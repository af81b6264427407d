//! Data seeder - fills the fact store with a synthetic but referentially consistent
//! sales workload.
//!
//! The whole run happens in one transaction: either every customer, product, order and
//! item lands, or nothing does. Seeding assumes it is the only writer.

use crate::{
    core::{
        customer::{NewCustomer, count_customers, create_customer},
        order::{NewOrderItem, count_orders, create_order_with_items},
        product::create_product,
    },
    entities::{Customer, Order, OrderItem, OrderStatus, Product},
    errors::{Error, Result},
};
use chrono::{Duration, Utc};
use fake::{
    Fake,
    faker::{
        address::en::{CityName, CountryName},
        company::en::CatchPhrase,
        name::en::{FirstName, LastName},
    },
};
use rand::{Rng, SeedableRng, rngs::StdRng, seq::IndexedRandom};
use sea_orm::{
    ConnectionTrait, DatabaseConnection, DatabaseTransaction, EntityTrait, PaginatorTrait,
    TransactionTrait,
};
use serde::{Deserialize, Serialize};
use tracing::{debug, info};

/// Statuses are drawn from this list, so completed orders are twice as likely as
/// processing or cancelled ones.
const STATUS_WEIGHTS: [OrderStatus; 4] = [
    OrderStatus::Completed,
    OrderStatus::Completed,
    OrderStatus::Processing,
    OrderStatus::Cancelled,
];

/// Store counts above which [`has_existing_data`] reports existing data.
const EXISTING_DATA_THRESHOLD: u64 = 10;

/// Size and shape of a synthetic workload.
#[derive(Debug, Clone, PartialEq, Eq, Deserialize, Serialize)]
#[serde(default)]
pub struct SeedPlan {
    /// Customers to create
    pub customers: usize,
    /// Products to create
    pub products: usize,
    /// Orders to create
    pub orders: usize,
    /// Orders are dated within this many days before now
    pub lookback_days: u32,
    /// Product categories to draw from
    pub categories: Vec<String>,
    /// Fixed RNG seed for a reproducible workload
    pub rng_seed: Option<u64>,
}

impl Default for SeedPlan {
    fn default() -> Self {
        Self {
            customers: 100,
            products: 50,
            orders: 200,
            lookback_days: 90,
            categories: ["Electronics", "Books", "Clothing", "Home & Garden", "Sports"]
                .map(String::from)
                .to_vec(),
            rng_seed: None,
        }
    }
}

impl SeedPlan {
    fn validate(&self) -> Result<()> {
        if self.products > 0 && self.categories.is_empty() {
            return Err(Error::Config {
                message: "seeding products needs at least one category".to_string(),
            });
        }
        if self.orders > 0 && (self.customers == 0 || self.products == 0) {
            return Err(Error::Config {
                message: "seeding orders needs at least one customer and one product"
                    .to_string(),
            });
        }
        Ok(())
    }
}

/// Row counts per fact relation.
#[derive(Debug, Clone, Copy, Default, PartialEq, Eq, Serialize)]
pub struct FactCounts {
    pub customers: u64,
    pub products: u64,
    pub orders: u64,
    pub order_items: u64,
}

/// Counts the rows of every fact relation.
pub async fn fact_counts(db: &DatabaseConnection) -> Result<FactCounts> {
    Ok(FactCounts {
        customers: Customer::find().count(db).await?,
        products: Product::find().count(db).await?,
        orders: Order::find().count(db).await?,
        order_items: OrderItem::find().count(db).await?,
    })
}

/// Whether the store already holds a realistic amount of data.
pub async fn has_existing_data(db: &DatabaseConnection) -> Result<bool> {
    let customers = count_customers(db).await?;
    let orders = count_orders(db).await?;
    Ok(customers > EXISTING_DATA_THRESHOLD && orders > EXISTING_DATA_THRESHOLD)
}

/// Deletes every fact row, children first, in one transaction.
pub async fn clear_all_data(db: &DatabaseConnection) -> Result<()> {
    let txn = db.begin().await?;
    let cleared = clear_facts(&txn).await?;
    txn.commit().await?;
    info!(
        "Cleared fact store: {} customers, {} products, {} orders, {} items",
        cleared.customers, cleared.products, cleared.orders, cleared.order_items
    );
    Ok(())
}

/// Deletes every fact row, children first, and returns how many went.
async fn clear_facts<C>(db: &C) -> Result<FactCounts>
where
    C: ConnectionTrait,
{
    let order_items = OrderItem::delete_many().exec(db).await?.rows_affected;
    let orders = Order::delete_many().exec(db).await?.rows_affected;
    let products = Product::delete_many().exec(db).await?.rows_affected;
    let customers = Customer::delete_many().exec(db).await?.rows_affected;
    Ok(FactCounts {
        customers,
        products,
        orders,
        order_items,
    })
}

fn email_for(first: &str, last: &str, index: usize) -> String {
    let local: String = format!("{first}.{last}")
        .chars()
        .filter(|c| c.is_ascii_alphanumeric() || *c == '.')
        .collect();
    format!("{local}.{index}@example.com").to_lowercase()
}

/// Seeds the store according to `plan` and returns what was inserted.
///
/// # Errors
/// Returns `Error::Config` for an unusable plan. Any store error rolls the whole run back.
pub async fn seed_sample_data(db: &DatabaseConnection, plan: &SeedPlan) -> Result<FactCounts> {
    plan.validate()?;
    let txn = db.begin().await?;
    let counts = seed_into(&txn, plan).await?;
    txn.commit().await?;
    info!(
        "Seeded {} customers, {} products, {} orders with {} items",
        counts.customers, counts.products, counts.orders, counts.order_items
    );
    Ok(counts)
}

/// Replaces every fact row with a fresh workload in one transaction.
///
/// If seeding fails the clear is rolled back too, so the previous data survives.
///
/// # Errors
/// Same as [`seed_sample_data`].
pub async fn reseed_sample_data(db: &DatabaseConnection, plan: &SeedPlan) -> Result<FactCounts> {
    plan.validate()?;
    let txn = db.begin().await?;
    let cleared = clear_facts(&txn).await?;
    let counts = seed_into(&txn, plan).await?;
    txn.commit().await?;
    info!(
        "Replaced {} customers and {} orders with {} customers, {} products, {} orders",
        cleared.customers, cleared.orders, counts.customers, counts.products, counts.orders
    );
    Ok(counts)
}

async fn seed_into(txn: &DatabaseTransaction, plan: &SeedPlan) -> Result<FactCounts> {
    let mut rng = plan
        .rng_seed
        .map_or_else(StdRng::from_os_rng, StdRng::seed_from_u64);

    info!(
        "Seeding {} customers, {} products, {} orders",
        plan.customers, plan.products, plan.orders
    );

    let mut customer_ids = Vec::with_capacity(plan.customers);
    for index in 1..=plan.customers {
        let first_name: String = FirstName().fake_with_rng(&mut rng);
        let last_name: String = LastName().fake_with_rng(&mut rng);
        let customer = create_customer(
            txn,
            NewCustomer {
                email: email_for(&first_name, &last_name, index),
                first_name,
                last_name,
                country: Some(CountryName().fake_with_rng(&mut rng)),
                city: Some(CityName().fake_with_rng(&mut rng)),
            },
        )
        .await?;
        customer_ids.push(customer.id);
    }
    debug!("Seeded {} customers", customer_ids.len());

    let mut product_ids = Vec::with_capacity(plan.products);
    for _ in 0..plan.products {
        let title: String = CatchPhrase().fake_with_rng(&mut rng);
        let price = rng.random_range(10.0..=1000.0);
        let category = plan
            .categories
            .choose(&mut rng)
            .ok_or_else(|| Error::Config {
                message: "no categories to seed products with".to_string(),
            })?;
        let product = create_product(txn, &title, price, category).await?;
        product_ids.push(product.id);
    }
    debug!("Seeded {} products", product_ids.len());

    let now = Utc::now().naive_utc();
    let window = i64::from(plan.lookback_days) * 24 * 60 * 60;
    let mut item_count = 0u64;
    for n in 1..=plan.orders {
        let (Some(&customer_id), Some(&status)) =
            (customer_ids.choose(&mut rng), STATUS_WEIGHTS.choose(&mut rng))
        else {
            break;
        };
        let order_date = now - Duration::seconds(rng.random_range(0..=window));

        let lines: Vec<NewOrderItem> = (0..rng.random_range(1..=4))
            .filter_map(|_| {
                let product_id = *product_ids.choose(&mut rng)?;
                Some(NewOrderItem::at_list_price(product_id, rng.random_range(1..=3)))
            })
            .collect();

        let (_, items) =
            create_order_with_items(txn, customer_id, order_date, status, &lines).await?;
        item_count += items.len() as u64;

        if n % 50 == 0 {
            debug!("Seeded {}/{} orders", n, plan.orders);
        }
    }

    Ok(FactCounts {
        customers: customer_ids.len() as u64,
        products: product_ids.len() as u64,
        orders: plan.orders as u64,
        order_items: item_count,
    })
}

#[cfg(test)]
mod tests {
    #![allow(clippy::unwrap_used)]
    #![allow(clippy::float_cmp)]
    use super::*;
    use crate::core::materialize::MaterializationEngine;
    use crate::core::money::round2;
    use crate::core::snapshot::FactSnapshot;
    use crate::core::verify::{CheckKind, VerifierThresholds, verify};
    use crate::test_utils::*;
    use std::collections::HashMap;

    fn small_plan(seed: u64) -> SeedPlan {
        SeedPlan {
            customers: 12,
            products: 8,
            orders: 40,
            lookback_days: 30,
            rng_seed: Some(seed),
            ..SeedPlan::default()
        }
    }

    #[tokio::test]
    async fn test_seed_counts_and_shape() -> Result<()> {
        let db = setup_test_db().await?;
        let seeded = seed_sample_data(&db, &small_plan(7)).await?;

        let counts = fact_counts(&db).await?;
        assert_eq!(counts, seeded);
        assert_eq!(counts.customers, 12);
        assert_eq!(counts.products, 8);
        assert_eq!(counts.orders, 40);
        assert!((40..=160).contains(&counts.order_items));

        let facts = FactSnapshot::load(&db).await?;
        let mut per_order: HashMap<i64, (usize, f64)> = HashMap::new();
        for item in &facts.items {
            assert!((1..=3).contains(&item.quantity));
            let entry = per_order.entry(item.order_id).or_default();
            entry.0 += 1;
            entry.1 += item.subtotal;
        }
        for order in &facts.orders {
            let (lines, total) = per_order[&order.id];
            assert!((1..=4).contains(&lines));
            assert_eq!(order.total_amount, round2(total));
        }
        for product in &facts.products {
            assert!((10.0..=1000.0).contains(&product.price));
        }
        Ok(())
    }

    #[tokio::test]
    async fn test_seeded_data_passes_verification() -> Result<()> {
        let db = setup_test_db().await?;
        seed_sample_data(&db, &small_plan(11)).await?;

        let engine = MaterializationEngine::new(db);
        engine.build_all().await?;
        engine.refresh_all().await?;

        let report = verify(&engine, &VerifierThresholds::default()).await?;
        assert_eq!(report.violations_of(CheckKind::NonNegativity).count(), 0);
        assert_eq!(report.violations_of(CheckKind::SubtotalIntegrity).count(), 0);
        assert!(report.passed(), "{:?}", report.violations);
        Ok(())
    }

    #[tokio::test]
    async fn test_same_seed_same_workload() -> Result<()> {
        let first = setup_test_db().await?;
        let second = setup_test_db().await?;
        seed_sample_data(&first, &small_plan(3)).await?;
        seed_sample_data(&second, &small_plan(3)).await?;

        let a = FactSnapshot::load(&first).await?;
        let b = FactSnapshot::load(&second).await?;
        let emails = |f: &FactSnapshot| {
            f.customers
                .iter()
                .map(|c| c.email.clone())
                .collect::<Vec<_>>()
        };
        assert_eq!(emails(&a), emails(&b));
        let totals = |f: &FactSnapshot| {
            f.orders
                .iter()
                .map(|o| (o.status, o.total_amount))
                .collect::<Vec<_>>()
        };
        assert_eq!(totals(&a), totals(&b));
        Ok(())
    }

    #[tokio::test]
    async fn test_existing_data_and_clear() -> Result<()> {
        let db = setup_test_db().await?;
        assert!(!has_existing_data(&db).await?);

        seed_sample_data(&db, &small_plan(5)).await?;
        assert!(has_existing_data(&db).await?);

        clear_all_data(&db).await?;
        assert_eq!(fact_counts(&db).await?, FactCounts::default());
        assert!(!has_existing_data(&db).await?);
        Ok(())
    }

    #[tokio::test]
    async fn test_reseed_replaces_data() -> Result<()> {
        let db = setup_test_db().await?;
        seed_sample_data(&db, &small_plan(5)).await?;

        let plan = SeedPlan {
            customers: 3,
            products: 2,
            orders: 4,
            ..small_plan(6)
        };
        let counts = reseed_sample_data(&db, &plan).await?;
        assert_eq!(fact_counts(&db).await?, counts);
        assert_eq!(counts.customers, 3);
        assert_eq!(counts.orders, 4);
        Ok(())
    }

    #[tokio::test]
    async fn test_failed_reseed_keeps_existing_data() -> Result<()> {
        let db = setup_test_db().await?;
        seed_sample_data(&db, &small_plan(5)).await?;
        let before = fact_counts(&db).await?;

        // Blank categories pass plan validation but every product insert fails.
        let plan = SeedPlan {
            categories: vec!["   ".to_string()],
            ..small_plan(6)
        };
        let result = reseed_sample_data(&db, &plan).await;
        assert!(matches!(result, Err(Error::IntegrityViolation { .. })));

        assert_eq!(fact_counts(&db).await?, before);
        assert!(has_existing_data(&db).await?);
        Ok(())
    }

    #[tokio::test]
    async fn test_unusable_plan_is_rejected() -> Result<()> {
        let db = setup_test_db().await?;
        let plan = SeedPlan {
            customers: 0,
            rng_seed: Some(1),
            ..SeedPlan::default()
        };
        let result = seed_sample_data(&db, &plan).await;
        assert!(matches!(result, Err(Error::Config { .. })));
        assert_eq!(fact_counts(&db).await?, FactCounts::default());
        Ok(())
    }
}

◇ ◇ ◇ ◇

What you are asked to do -> In the entries above, find the line with "use crate::core::materialize::MaterializationEngine;" and the line with "use crate::test_utils::*;", then restate word for word both of them and every line between, with nothing more.

Reply ->
    use crate::core::materialize::MaterializationEngine;
    use crate::core::money::round2;
    use crate::core::snapshot::FactSnapshot;
    use crate::core::verify::{CheckKind, VerifierThresholds, verify};
    use crate::test_utils::*;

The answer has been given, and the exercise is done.